:: Task ::
Among the records, find the lines that hold the string "dirs" and return them.

Records from a dataset
- Opening Delimiter -

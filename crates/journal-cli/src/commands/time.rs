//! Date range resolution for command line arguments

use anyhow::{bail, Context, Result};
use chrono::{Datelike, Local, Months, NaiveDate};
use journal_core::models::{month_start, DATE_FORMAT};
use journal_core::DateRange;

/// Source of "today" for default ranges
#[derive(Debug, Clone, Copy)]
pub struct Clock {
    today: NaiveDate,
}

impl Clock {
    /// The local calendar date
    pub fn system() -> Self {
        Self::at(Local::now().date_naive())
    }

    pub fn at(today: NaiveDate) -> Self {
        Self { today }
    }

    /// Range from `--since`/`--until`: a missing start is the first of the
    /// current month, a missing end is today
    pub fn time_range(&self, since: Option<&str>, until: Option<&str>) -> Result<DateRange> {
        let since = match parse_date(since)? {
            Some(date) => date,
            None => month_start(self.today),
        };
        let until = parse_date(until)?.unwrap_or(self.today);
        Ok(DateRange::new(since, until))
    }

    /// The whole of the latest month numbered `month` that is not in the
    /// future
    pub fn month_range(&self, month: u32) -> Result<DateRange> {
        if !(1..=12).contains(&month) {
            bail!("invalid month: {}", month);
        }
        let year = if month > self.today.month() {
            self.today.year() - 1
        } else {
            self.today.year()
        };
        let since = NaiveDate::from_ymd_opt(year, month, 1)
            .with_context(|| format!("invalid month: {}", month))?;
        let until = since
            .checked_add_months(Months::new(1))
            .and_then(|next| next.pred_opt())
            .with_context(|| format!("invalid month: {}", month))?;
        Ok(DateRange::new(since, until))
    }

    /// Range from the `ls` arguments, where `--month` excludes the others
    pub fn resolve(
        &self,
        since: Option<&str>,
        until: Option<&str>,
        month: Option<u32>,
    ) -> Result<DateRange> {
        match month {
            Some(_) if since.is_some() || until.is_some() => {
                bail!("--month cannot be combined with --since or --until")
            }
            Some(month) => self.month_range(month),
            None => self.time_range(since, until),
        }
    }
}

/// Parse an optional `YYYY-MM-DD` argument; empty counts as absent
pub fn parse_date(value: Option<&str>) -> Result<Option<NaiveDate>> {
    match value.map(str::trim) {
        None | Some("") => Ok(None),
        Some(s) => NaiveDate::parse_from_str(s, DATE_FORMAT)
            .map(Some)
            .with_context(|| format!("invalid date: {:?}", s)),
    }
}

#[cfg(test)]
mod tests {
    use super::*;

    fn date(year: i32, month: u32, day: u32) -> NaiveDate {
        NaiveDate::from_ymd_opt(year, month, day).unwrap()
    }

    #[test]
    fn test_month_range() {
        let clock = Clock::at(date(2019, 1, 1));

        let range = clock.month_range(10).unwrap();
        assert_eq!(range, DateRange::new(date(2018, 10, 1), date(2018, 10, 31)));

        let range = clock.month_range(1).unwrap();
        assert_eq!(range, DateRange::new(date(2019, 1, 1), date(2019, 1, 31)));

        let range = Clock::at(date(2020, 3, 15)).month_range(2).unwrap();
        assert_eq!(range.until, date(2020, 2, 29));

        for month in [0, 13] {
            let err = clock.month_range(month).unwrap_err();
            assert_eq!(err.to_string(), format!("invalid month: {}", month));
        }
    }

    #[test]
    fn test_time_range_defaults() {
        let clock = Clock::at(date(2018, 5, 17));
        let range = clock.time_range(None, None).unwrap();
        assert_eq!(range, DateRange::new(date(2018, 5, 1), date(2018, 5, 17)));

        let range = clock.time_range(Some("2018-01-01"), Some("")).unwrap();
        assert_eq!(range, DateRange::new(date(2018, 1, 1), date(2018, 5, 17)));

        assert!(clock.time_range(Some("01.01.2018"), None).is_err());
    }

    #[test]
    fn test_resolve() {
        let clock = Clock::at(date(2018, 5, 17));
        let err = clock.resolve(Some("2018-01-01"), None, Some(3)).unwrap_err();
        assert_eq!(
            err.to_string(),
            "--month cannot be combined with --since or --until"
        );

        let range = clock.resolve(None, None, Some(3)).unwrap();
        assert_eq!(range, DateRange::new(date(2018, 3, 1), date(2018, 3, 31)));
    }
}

- Closing Delimiter -
- Opening Delimiter -

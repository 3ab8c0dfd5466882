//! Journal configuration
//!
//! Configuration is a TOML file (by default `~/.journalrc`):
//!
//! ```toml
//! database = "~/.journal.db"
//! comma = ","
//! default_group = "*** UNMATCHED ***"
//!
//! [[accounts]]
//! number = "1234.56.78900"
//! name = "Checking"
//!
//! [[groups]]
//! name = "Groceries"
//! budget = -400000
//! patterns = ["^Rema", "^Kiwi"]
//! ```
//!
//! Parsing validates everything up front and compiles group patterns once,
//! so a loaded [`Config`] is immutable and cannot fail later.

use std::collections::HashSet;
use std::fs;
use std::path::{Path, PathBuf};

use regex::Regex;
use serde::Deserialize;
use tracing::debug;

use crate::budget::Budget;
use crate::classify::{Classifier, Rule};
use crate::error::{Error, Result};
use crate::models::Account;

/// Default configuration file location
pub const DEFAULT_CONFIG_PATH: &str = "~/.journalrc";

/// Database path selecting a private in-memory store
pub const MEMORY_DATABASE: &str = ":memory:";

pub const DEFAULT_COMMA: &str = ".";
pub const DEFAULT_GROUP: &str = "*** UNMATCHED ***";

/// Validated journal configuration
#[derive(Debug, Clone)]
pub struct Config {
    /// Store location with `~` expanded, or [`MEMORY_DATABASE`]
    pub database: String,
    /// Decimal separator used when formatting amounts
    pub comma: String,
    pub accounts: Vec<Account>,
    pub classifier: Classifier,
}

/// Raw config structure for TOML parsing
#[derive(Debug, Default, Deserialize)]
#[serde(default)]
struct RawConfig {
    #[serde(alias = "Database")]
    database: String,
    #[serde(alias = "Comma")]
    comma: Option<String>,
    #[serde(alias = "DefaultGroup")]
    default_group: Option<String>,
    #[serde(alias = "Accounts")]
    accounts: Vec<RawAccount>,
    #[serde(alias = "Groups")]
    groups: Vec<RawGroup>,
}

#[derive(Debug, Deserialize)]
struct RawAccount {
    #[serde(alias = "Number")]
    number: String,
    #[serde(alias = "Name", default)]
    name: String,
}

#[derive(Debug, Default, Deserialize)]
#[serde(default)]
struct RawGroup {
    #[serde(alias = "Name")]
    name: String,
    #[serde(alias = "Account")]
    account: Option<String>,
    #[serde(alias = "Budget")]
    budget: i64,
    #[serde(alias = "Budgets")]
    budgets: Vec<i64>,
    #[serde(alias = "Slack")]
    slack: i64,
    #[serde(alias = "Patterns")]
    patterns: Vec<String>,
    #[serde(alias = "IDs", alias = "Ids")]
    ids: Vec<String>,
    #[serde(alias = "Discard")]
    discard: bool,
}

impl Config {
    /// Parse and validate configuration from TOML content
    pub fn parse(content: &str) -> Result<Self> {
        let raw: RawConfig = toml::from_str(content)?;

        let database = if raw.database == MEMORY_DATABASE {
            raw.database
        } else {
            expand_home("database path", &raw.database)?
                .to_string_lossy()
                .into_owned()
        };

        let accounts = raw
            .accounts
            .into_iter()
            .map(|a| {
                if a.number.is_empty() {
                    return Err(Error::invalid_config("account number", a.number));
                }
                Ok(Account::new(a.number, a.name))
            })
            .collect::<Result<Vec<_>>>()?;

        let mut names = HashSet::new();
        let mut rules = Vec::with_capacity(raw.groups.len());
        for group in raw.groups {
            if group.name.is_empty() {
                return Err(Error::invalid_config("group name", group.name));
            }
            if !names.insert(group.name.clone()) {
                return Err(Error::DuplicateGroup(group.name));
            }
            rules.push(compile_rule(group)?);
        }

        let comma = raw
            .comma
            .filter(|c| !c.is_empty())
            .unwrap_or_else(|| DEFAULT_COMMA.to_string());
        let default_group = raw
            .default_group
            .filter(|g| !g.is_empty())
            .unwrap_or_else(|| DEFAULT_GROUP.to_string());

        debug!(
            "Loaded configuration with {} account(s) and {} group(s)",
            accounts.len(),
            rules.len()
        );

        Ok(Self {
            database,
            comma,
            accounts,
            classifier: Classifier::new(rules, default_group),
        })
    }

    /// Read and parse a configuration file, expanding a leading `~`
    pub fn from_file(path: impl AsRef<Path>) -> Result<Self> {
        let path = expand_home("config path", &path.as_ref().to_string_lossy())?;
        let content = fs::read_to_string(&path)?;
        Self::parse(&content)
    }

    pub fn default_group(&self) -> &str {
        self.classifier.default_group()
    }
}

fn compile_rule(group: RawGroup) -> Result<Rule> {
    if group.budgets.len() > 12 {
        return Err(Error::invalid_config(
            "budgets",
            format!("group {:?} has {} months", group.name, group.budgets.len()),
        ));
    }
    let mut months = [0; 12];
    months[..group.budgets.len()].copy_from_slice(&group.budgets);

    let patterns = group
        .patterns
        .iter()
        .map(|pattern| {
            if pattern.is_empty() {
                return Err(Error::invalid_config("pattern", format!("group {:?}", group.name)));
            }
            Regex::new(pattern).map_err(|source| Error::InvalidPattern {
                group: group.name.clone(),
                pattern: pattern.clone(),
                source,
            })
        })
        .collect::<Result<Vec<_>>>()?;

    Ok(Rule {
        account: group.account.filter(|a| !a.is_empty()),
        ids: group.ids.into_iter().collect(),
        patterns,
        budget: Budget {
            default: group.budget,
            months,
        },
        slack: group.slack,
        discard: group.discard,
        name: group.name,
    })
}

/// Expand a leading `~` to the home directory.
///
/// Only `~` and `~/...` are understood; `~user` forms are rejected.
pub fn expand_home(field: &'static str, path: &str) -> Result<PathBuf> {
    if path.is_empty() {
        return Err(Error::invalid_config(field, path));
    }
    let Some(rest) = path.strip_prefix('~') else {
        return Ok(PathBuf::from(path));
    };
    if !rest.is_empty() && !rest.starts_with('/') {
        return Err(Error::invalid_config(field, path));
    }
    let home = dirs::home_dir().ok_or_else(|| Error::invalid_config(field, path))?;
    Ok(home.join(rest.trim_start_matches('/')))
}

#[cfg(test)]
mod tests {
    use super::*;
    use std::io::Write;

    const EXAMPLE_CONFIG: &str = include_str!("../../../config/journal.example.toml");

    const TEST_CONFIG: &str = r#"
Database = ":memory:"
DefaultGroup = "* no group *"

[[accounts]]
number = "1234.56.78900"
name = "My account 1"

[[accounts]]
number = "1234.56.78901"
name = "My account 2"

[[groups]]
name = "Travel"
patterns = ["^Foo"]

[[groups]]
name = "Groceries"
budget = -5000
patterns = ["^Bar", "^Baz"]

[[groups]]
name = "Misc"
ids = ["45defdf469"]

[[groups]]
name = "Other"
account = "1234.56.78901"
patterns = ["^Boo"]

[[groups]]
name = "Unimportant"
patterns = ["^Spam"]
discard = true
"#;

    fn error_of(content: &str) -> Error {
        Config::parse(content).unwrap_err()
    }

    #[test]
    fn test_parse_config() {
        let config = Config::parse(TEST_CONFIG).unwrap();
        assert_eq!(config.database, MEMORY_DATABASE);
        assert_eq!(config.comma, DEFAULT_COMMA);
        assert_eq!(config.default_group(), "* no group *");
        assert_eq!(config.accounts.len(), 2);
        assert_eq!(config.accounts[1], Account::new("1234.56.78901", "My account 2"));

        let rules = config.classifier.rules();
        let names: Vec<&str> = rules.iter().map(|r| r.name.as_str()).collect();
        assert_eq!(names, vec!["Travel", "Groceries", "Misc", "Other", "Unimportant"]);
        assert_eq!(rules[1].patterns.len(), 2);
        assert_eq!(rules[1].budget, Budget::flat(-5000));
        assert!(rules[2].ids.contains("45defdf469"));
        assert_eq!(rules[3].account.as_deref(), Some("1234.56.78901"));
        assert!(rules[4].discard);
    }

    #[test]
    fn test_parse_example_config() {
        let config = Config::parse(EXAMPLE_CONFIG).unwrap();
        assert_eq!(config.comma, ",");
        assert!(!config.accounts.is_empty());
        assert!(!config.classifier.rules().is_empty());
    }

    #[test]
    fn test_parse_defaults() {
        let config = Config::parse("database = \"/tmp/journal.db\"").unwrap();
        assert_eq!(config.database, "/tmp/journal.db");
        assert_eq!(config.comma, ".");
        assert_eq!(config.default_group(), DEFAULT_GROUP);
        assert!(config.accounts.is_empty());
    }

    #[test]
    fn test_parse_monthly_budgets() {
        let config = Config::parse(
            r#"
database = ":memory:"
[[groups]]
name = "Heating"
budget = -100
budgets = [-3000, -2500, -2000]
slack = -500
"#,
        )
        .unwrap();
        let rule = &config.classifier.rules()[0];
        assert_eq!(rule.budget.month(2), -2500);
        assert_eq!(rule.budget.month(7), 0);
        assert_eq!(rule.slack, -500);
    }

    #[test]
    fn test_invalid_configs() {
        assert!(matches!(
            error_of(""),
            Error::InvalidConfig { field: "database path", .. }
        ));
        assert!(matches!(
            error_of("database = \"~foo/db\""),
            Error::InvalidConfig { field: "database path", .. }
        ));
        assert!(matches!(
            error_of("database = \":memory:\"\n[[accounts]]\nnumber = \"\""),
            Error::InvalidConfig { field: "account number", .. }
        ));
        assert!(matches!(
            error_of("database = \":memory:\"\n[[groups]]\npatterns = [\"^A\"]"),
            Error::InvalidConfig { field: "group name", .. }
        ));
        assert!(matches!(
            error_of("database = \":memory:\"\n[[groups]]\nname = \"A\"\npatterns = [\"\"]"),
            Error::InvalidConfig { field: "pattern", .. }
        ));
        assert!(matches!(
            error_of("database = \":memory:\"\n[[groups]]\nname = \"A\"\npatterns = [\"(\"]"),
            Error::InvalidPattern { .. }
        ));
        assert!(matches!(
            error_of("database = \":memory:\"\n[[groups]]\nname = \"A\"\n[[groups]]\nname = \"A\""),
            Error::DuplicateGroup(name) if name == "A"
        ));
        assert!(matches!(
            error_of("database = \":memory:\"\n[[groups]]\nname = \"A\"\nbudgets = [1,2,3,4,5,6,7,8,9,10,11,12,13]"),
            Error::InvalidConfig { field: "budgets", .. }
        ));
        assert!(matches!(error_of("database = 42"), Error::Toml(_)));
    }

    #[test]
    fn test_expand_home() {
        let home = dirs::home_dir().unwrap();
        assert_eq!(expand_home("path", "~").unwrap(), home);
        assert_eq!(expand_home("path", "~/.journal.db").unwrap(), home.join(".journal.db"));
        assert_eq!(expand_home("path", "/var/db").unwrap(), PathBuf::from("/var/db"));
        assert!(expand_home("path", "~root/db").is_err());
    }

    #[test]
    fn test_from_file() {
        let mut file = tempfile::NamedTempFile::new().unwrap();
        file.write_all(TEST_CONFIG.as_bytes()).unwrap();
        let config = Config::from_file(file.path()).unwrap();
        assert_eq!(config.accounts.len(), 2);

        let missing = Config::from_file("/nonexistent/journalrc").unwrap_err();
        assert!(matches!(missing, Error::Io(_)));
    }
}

- Closing Delimiter -
- Opening Delimiter -

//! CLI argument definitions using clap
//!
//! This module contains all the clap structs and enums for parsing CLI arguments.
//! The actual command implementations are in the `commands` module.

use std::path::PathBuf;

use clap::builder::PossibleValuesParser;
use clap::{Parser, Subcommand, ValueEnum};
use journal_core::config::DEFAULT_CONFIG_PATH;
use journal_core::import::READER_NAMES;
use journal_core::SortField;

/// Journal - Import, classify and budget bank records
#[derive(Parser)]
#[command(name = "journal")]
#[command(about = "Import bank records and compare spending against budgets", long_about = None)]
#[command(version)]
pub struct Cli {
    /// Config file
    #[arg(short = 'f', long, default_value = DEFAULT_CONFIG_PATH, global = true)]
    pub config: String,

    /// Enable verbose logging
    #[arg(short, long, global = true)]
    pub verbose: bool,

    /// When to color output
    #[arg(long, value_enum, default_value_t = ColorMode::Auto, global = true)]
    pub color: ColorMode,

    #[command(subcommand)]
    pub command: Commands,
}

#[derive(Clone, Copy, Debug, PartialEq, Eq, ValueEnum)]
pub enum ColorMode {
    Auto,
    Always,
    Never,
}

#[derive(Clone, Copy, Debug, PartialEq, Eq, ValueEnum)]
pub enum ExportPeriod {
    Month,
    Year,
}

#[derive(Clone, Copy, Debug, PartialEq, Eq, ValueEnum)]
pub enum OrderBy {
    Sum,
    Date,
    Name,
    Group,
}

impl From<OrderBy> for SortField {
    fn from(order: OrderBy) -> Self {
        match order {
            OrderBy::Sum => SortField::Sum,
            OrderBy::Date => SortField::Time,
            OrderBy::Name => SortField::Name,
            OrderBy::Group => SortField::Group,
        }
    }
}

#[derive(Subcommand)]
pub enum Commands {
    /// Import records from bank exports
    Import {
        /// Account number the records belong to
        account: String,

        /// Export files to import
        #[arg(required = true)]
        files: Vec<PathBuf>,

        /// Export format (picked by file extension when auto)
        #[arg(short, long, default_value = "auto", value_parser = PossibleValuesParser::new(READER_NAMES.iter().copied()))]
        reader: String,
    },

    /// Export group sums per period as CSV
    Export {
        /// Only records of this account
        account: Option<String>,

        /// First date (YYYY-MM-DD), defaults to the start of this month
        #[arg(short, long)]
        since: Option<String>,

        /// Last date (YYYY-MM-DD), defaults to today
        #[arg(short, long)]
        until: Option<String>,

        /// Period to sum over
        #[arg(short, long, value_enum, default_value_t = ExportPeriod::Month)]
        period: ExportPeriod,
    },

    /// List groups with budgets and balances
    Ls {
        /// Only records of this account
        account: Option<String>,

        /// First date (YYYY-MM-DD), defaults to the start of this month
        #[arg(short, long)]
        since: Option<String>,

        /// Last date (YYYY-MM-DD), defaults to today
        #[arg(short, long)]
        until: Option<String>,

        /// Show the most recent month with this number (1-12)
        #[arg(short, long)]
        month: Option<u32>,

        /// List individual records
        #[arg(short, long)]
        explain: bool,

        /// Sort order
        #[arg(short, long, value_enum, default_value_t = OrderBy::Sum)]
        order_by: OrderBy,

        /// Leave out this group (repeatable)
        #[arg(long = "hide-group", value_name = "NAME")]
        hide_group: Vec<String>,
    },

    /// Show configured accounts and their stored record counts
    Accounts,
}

- Closing Delimiter -

:: Solution to this problem ::
    let home = dirs::home_dir().ok_or_else(|| Error::invalid_config(field, path))?;
        let home = dirs::home_dir().unwrap();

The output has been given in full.